#### What the task asks:
Go through the data below line by line and report how many lines contain "iter", giving only that figure.

◇ ◇ ◇ ◇ ◇ ◇ ◇

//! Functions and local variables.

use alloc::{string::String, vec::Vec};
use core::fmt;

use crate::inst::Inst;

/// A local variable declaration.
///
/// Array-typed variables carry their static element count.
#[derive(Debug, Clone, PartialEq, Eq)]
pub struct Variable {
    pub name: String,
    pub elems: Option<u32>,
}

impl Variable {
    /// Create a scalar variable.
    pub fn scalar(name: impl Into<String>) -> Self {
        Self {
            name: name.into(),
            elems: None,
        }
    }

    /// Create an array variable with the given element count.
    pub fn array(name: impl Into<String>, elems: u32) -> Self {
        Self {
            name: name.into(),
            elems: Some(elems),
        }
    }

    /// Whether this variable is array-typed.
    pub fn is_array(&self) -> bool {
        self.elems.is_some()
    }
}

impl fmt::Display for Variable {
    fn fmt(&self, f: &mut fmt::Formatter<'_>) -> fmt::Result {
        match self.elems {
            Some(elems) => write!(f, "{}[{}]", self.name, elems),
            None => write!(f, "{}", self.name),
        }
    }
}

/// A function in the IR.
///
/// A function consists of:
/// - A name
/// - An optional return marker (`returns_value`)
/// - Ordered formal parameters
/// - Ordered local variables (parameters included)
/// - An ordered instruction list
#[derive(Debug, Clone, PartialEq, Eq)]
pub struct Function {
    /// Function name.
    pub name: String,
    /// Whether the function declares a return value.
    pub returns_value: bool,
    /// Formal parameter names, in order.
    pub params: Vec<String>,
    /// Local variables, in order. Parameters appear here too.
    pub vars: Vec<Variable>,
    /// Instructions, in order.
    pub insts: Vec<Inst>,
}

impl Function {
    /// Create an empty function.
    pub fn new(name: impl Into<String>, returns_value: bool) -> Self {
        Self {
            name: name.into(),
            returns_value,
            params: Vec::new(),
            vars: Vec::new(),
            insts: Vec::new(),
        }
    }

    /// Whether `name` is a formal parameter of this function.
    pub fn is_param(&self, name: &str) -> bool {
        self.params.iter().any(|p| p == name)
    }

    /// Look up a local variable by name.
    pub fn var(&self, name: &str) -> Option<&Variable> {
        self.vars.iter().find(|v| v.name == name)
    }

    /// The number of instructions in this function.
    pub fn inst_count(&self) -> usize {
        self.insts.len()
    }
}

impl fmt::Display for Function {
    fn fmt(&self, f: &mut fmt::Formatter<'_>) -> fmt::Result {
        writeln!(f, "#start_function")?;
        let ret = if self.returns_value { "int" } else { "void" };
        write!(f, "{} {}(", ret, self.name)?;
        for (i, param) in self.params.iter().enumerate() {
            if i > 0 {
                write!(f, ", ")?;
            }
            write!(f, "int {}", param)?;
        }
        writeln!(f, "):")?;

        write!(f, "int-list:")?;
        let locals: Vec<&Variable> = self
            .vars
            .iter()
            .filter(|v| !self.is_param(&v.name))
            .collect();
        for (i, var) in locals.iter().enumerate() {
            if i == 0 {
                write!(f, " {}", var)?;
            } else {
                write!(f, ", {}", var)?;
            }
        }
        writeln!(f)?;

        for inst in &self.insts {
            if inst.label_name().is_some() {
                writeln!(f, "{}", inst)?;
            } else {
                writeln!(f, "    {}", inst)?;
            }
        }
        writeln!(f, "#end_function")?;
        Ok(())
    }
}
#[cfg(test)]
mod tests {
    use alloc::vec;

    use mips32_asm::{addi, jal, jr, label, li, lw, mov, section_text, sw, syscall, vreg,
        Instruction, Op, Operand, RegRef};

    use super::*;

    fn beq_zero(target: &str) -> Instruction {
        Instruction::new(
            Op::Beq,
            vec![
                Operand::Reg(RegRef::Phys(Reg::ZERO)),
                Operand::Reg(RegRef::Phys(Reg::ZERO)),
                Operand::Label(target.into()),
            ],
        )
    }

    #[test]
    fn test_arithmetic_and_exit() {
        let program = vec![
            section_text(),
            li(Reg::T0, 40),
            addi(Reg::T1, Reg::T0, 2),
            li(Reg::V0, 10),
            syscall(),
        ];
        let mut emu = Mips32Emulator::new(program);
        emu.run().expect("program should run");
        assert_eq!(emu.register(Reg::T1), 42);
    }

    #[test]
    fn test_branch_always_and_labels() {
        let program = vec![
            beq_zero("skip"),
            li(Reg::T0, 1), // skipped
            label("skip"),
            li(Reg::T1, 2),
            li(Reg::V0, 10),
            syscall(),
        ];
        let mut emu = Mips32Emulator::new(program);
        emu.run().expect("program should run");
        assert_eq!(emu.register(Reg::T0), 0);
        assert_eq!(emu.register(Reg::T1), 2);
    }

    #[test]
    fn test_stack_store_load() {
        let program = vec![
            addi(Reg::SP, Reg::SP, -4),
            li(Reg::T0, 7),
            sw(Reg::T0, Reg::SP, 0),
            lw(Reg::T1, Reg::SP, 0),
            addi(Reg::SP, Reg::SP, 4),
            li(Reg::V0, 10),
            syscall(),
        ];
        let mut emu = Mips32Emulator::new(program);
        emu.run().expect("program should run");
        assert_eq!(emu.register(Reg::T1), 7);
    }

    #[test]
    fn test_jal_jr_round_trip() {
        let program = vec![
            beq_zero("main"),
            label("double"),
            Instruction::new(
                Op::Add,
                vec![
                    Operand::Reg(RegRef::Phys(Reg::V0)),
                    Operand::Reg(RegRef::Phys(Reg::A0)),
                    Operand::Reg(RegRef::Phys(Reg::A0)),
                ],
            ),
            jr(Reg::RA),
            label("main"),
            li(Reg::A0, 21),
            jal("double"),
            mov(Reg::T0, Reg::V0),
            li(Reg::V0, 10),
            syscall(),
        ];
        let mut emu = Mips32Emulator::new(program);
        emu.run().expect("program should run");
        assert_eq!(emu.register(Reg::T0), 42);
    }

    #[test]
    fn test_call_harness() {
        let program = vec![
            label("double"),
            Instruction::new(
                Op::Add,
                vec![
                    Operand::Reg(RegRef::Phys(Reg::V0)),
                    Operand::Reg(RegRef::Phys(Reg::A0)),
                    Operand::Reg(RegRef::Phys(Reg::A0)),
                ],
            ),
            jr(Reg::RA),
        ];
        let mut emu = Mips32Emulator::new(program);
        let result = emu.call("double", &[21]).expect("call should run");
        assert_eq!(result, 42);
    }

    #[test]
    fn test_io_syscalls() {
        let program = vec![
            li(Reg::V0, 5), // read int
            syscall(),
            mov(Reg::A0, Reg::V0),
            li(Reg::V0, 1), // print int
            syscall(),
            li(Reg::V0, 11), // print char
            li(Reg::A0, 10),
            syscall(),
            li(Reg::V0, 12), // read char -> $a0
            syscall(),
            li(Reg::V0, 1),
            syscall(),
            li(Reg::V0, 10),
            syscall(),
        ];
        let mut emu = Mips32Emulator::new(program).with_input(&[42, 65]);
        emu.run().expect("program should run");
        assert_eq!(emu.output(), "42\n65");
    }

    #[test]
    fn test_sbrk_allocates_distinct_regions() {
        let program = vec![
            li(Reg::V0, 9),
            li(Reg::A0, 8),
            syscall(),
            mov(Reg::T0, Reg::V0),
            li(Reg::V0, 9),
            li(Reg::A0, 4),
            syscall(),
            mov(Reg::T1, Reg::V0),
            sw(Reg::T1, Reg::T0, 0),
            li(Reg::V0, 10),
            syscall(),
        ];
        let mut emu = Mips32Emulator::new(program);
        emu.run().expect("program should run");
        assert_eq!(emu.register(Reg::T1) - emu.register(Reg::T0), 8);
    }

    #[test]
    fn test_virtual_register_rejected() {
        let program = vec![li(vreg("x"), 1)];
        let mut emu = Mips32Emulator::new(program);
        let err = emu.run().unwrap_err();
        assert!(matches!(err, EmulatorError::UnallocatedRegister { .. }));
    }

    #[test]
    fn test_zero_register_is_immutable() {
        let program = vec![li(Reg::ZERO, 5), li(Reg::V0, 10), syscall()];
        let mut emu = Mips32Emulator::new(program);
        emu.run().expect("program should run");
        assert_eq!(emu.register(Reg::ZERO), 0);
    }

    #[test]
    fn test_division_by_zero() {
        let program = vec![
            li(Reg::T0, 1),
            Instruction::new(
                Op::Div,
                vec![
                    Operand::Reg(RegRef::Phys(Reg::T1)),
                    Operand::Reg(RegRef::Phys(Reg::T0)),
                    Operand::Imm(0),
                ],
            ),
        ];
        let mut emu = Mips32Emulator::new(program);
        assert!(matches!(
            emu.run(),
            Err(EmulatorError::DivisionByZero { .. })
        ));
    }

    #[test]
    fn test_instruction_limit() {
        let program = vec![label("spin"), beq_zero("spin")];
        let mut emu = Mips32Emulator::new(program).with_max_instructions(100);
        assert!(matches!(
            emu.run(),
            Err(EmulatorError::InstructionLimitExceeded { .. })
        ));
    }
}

◇ ◇ ◇ ◇ ◇ ◇ ◇

#### Response:
5